ASSIGNMENT: Transcribe the records in full, keeping every character as it is.

RECORDS FOR THE EXERCISE:
======

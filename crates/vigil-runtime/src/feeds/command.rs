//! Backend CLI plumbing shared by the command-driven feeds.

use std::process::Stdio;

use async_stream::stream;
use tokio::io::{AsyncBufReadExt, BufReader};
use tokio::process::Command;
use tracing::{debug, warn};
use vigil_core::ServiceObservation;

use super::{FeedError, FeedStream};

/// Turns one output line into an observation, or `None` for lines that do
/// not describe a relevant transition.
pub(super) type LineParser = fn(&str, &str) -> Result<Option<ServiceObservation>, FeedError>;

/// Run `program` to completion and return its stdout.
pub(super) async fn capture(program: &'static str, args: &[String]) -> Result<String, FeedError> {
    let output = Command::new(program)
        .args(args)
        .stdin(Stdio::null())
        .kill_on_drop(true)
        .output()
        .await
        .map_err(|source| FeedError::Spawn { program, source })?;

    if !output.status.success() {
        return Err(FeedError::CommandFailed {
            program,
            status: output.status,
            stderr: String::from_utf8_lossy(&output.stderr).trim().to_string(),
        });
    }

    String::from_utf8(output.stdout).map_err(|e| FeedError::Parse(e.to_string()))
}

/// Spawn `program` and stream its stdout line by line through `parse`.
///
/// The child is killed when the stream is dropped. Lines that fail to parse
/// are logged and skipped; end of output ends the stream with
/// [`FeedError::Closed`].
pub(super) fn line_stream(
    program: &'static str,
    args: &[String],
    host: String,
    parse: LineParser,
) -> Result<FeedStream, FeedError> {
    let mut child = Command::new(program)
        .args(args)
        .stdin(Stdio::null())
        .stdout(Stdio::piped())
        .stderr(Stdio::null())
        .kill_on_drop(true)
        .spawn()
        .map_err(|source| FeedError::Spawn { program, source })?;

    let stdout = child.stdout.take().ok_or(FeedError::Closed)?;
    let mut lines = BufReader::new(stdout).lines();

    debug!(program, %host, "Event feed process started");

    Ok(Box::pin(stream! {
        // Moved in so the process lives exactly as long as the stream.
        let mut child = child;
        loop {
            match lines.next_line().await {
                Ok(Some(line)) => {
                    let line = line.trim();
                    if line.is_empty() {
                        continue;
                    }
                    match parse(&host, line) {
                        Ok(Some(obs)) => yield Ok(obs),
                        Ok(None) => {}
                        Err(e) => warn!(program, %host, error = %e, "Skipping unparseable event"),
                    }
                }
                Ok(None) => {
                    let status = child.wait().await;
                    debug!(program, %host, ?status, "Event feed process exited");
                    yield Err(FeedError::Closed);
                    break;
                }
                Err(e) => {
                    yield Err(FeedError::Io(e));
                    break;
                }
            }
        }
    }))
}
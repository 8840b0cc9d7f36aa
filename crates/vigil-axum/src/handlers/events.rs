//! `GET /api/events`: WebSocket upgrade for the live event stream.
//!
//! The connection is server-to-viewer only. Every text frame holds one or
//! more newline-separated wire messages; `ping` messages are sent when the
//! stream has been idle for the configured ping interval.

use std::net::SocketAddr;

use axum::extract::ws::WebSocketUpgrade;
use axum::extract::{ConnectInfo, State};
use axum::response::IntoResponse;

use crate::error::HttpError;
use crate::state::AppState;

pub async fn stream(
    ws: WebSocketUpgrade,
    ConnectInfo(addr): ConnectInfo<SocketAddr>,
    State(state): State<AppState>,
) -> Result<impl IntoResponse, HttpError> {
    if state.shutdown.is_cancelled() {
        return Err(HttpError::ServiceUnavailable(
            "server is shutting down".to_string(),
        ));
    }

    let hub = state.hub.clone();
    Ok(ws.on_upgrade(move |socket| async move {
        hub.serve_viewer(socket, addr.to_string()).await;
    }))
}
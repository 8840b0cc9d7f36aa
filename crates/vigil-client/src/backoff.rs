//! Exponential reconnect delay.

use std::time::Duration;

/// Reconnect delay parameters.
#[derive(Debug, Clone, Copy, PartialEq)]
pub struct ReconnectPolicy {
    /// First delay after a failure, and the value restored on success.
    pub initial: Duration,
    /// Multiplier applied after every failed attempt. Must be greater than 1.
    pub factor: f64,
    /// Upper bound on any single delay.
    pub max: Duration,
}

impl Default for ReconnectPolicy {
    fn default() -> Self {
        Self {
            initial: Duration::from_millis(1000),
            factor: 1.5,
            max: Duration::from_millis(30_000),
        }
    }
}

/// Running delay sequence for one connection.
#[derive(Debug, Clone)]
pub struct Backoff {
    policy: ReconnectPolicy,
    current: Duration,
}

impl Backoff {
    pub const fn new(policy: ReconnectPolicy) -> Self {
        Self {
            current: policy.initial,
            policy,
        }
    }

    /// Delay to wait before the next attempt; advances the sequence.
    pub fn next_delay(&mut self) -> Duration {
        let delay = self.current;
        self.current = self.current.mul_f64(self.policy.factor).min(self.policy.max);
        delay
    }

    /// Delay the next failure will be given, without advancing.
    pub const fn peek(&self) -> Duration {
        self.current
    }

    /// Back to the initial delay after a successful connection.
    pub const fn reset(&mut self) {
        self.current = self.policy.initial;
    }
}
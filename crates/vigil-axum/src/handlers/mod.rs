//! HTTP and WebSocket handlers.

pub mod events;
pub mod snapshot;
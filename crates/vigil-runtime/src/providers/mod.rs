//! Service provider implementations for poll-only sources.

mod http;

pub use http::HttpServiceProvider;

======

REPLY TO THE EXERCISE:
filename crates/vigil-runtime/src/feeds/command.rs
//! Backend CLI plumbing shared by the command-driven feeds.

use std::process::Stdio;

use async_stream::stream;
use tokio::io::{AsyncBufReadExt, BufReader};
use tokio::process::Command;
use tracing::{debug, warn};
use vigil_core::ServiceObservation;

use super::{FeedError, FeedStream};

/// Turns one output line into an observation, or `None` for lines that do
/// not describe a relevant transition.
pub(super) type LineParser = fn(&str, &str) -> Result<Option<ServiceObservation>, FeedError>;

/// Run `program` to completion and return its stdout.
pub(super) async fn capture(program: &'static str, args: &[String]) -> Result<String, FeedError> {
    let output = Command::new(program)
        .args(args)
        .stdin(Stdio::null())
        .kill_on_drop(true)
        .output()
        .await
        .map_err(|source| FeedError::Spawn { program, source })?;

    if !output.status.success() {
        return Err(FeedError::CommandFailed {
            program,
            status: output.status,
            stderr: String::from_utf8_lossy(&output.stderr).trim().to_string(),
        });
    }

    String::from_utf8(output.stdout).map_err(|e| FeedError::Parse(e.to_string()))
}

/// Spawn `program` and stream its stdout line by line through `parse`.
///
/// The child is killed when the stream is dropped. Lines that fail to parse
/// are logged and skipped; end of output ends the stream with
/// [`FeedError::Closed`].
pub(super) fn line_stream(
    program: &'static str,
    args: &[String],
    host: String,
    parse: LineParser,
) -> Result<FeedStream, FeedError> {
    let mut child = Command::new(program)
        .args(args)
        .stdin(Stdio::null())
        .stdout(Stdio::piped())
        .stderr(Stdio::null())
        .kill_on_drop(true)
        .spawn()
        .map_err(|source| FeedError::Spawn { program, source })?;

    let stdout = child.stdout.take().ok_or(FeedError::Closed)?;
    let mut lines = BufReader::new(stdout).lines();

    debug!(program, %host, "Event feed process started");

    Ok(Box::pin(stream! {
        // Moved in so the process lives exactly as long as the stream.
        let mut child = child;
        loop {
            match lines.next_line().await {
                Ok(Some(line)) => {
                    let line = line.trim();
                    if line.is_empty() {
                        continue;
                    }
                    match parse(&host, line) {
                        Ok(Some(obs)) => yield Ok(obs),
                        Ok(None) => {}
                        Err(e) => warn!(program, %host, error = %e, "Skipping unparseable event"),
                    }
                }
                Ok(None) => {
                    let status = child.wait().await;
                    debug!(program, %host, ?status, "Event feed process exited");
                    yield Err(FeedError::Closed);
                    break;
                }
                Err(e) => {
                    yield Err(FeedError::Io(e));
                    break;
                }
            }
        }
    }))
}
repository 8840b0cc9d7f36aa
filename crates/vigil-axum/src/handlers/events.rs
//! `GET /api/events`: WebSocket upgrade for the live event stream.
//!
//! The connection is server-to-viewer only. Every text frame holds one or
//! more newline-separated wire messages; `ping` messages are sent when the
//! stream has been idle for the configured ping interval.

use std::net::SocketAddr;

use axum::extract::ws::WebSocketUpgrade;
use axum::extract::{ConnectInfo, State};
use axum::response::IntoResponse;

use crate::error::HttpError;
use crate::state::AppState;

pub async fn stream(
    ws: WebSocketUpgrade,
    ConnectInfo(addr): ConnectInfo<SocketAddr>,
    State(state): State<AppState>,
) -> Result<impl IntoResponse, HttpError> {
    if state.shutdown.is_cancelled() {
        return Err(HttpError::ServiceUnavailable(
            "server is shutting down".to_string(),
        ));
    }

    let hub = state.hub.clone();
    Ok(ws.on_upgrade(move |socket| async move {
        hub.serve_viewer(socket, addr.to_string()).await;
    }))
}
repository 8840b0cc9d7f36aa
filename crates/vigil-client/src/backoff.rs
//! Exponential reconnect delay.

use std::time::Duration;

/// Reconnect delay parameters.
#[derive(Debug, Clone, Copy, PartialEq)]
pub struct ReconnectPolicy {
    /// First delay after a failure, and the value restored on success.
    pub initial: Duration,
    /// Multiplier applied after every failed attempt. Must be greater than 1.
    pub factor: f64,
    /// Upper bound on any single delay.
    pub max: Duration,
}

impl Default for ReconnectPolicy {
    fn default() -> Self {
        Self {
            initial: Duration::from_millis(1000),
            factor: 1.5,
            max: Duration::from_millis(30_000),
        }
    }
}

/// Running delay sequence for one connection.
#[derive(Debug, Clone)]
pub struct Backoff {
    policy: ReconnectPolicy,
    current: Duration,
}

impl Backoff {
    pub const fn new(policy: ReconnectPolicy) -> Self {
        Self {
            current: policy.initial,
            policy,
        }
    }

    /// Delay to wait before the next attempt; advances the sequence.
    pub fn next_delay(&mut self) -> Duration {
        let delay = self.current;
        self.current = self.current.mul_f64(self.policy.factor).min(self.policy.max);
        delay
    }

    /// Delay the next failure will be given, without advancing.
    pub const fn peek(&self) -> Duration {
        self.current
    }

    /// Back to the initial delay after a successful connection.
    pub const fn reset(&mut self) {
        self.current = self.policy.initial;
    }
}
filename crates/vigil-axum/src/handlers/mod.rs
//! HTTP and WebSocket handlers.

pub mod events;
pub mod snapshot;
filename crates/vigil-runtime/src/providers/mod.rs
//! Service provider implementations for poll-only sources.

mod http;

pub use http::HttpServiceProvider;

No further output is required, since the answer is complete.